With the inquiries in England and Scotland making painfully slow progress, there should be commitment lay out their initial findings by the end of this year.
A recent report by the Nuffield Trust and London School of Economics made damning reading on how the first four months of the pandemic (February-May 2020) were mismanaged by government, cataloguing how a lack of visibility of social care, unclear accountability, insecure funding and poor workforce pay and conditions impacted its ability to implement protective measures in a timely way.
The report found the fragmented nature of the system and a shortage of civil servants working on social care contributed to confusion over who was responsible for decisions and implementation in the Covid response, which, for example, undermined the effective distribution of PPE and testing for care staff.

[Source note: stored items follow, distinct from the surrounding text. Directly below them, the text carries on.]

use super::{SessionClaims, SigningSecret, SESSION_ALGORITHM};
use crate::errors::PipelineError;
use crate::models::{Credential, UserId};
use chrono::{DateTime, Utc};
use common::secret::SecretString;
use jsonwebtoken::{encode, EncodingKey, Header};
use std::time::Duration;
use tracing::instrument;

/// Sign a session credential for `subject`, valid from `now` for `lifetime`.
///
/// Timestamps are whole seconds; `expires_at` is `now` truncated to the
/// second plus `lifetime`. Issuing twice is always safe: each call yields an
/// independently valid token.
///
/// # Errors
///
/// `Fatal` if the lifetime cannot be represented or signing fails. Neither is
/// retried.
#[instrument(skip_all)]
pub fn issue_credential(
    subject: UserId,
    secret: &SigningSecret,
    lifetime: Duration,
    now: DateTime<Utc>,
) -> Result<Credential, PipelineError> {
    let lifetime_secs = i64::try_from(lifetime.as_secs())
        .map_err(|_| PipelineError::Fatal("token lifetime out of range".to_string()))?;
    let issued_at_secs = now.timestamp();
    let expires_at_secs = issued_at_secs
        .checked_add(lifetime_secs)
        .ok_or_else(|| PipelineError::Fatal("token expiry out of range".to_string()))?;

    let issued_at = DateTime::from_timestamp(issued_at_secs, 0)
        .ok_or_else(|| PipelineError::Fatal("issue time out of range".to_string()))?;
    let expires_at = DateTime::from_timestamp(expires_at_secs, 0)
        .ok_or_else(|| PipelineError::Fatal("token expiry out of range".to_string()))?;

    let claims = SessionClaims {
        sub: subject.to_string(),
        exp: expires_at_secs,
        iat: issued_at_secs,
    };

    let mut header = Header::new(SESSION_ALGORITHM);
    header.typ = Some("JWT".to_string());

    let token = encode(&header, &claims, &EncodingKey::from_secret(secret.as_bytes()))
        .map_err(|e| PipelineError::Fatal(format!("JWT signing operation failed: {e}")))?;

    Ok(Credential {
        subject,
        issued_token: SecretString::from(token),
        issued_at,
        expires_at,
    })
}

/// [`issue_credential`] bound to a configured secret and lifetime.
#[derive(Debug, Clone)]
pub struct CredentialIssuer {
    secret: SigningSecret,
    lifetime: Duration,
}

impl CredentialIssuer {
    pub fn new(secret: SigningSecret, lifetime: Duration) -> Self {
        Self { secret, lifetime }
    }

    pub fn lifetime(&self) -> Duration {
        self.lifetime
    }

    pub fn issue(&self, subject: UserId, now: DateTime<Utc>) -> Result<Credential, PipelineError> {
        issue_credential(subject, &self.secret, self.lifetime, now)
    }
}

Key findings from the report included: the exclusion of the sector from pandemic planning exercises and failure to take action to address problems identified where the sector was included; lack of access to Covid testing and sick pay for staff when self-isolation policies were in place, especially for those on zero hours contracts; many providers of care, often small businesses, entering the pandemic with little or no cash reserves due to a lack of long-term funding support; and delays in emergency funding reaching the front line with extensions frequently announced with only weeks, days, or in one case, hours before the end of the scheme.
We all witnessed for ourselves how care homes and care home staff were appallingly neglected and left on their own during the early days of the pandemic despite claims of a “ring of steel” of protection.
Shockingly, 25,000 people were discharged by hospitals into care homes without being tested between March and April 2020.
Former health secretary Matt Hancock recently faced allegations that he ignored medical advice to Covid test all care home entrants in April 2020 with government advice on testing not being published until August 2020.
There were 43,256 deaths involving Covid-19 in care homes in England between March 2020 and January 2022, according to the ONS. Of these, over 17,000 died between April and August 2020 when the government was still dithering.
A day of reckoning is long overdue on the shocking neglect of care homes and the elderly during the pandemic with people held to account and lessons learnt.
Cast iron commitments should be made in law to ensure such neglect and wanton loss of life can never occur again.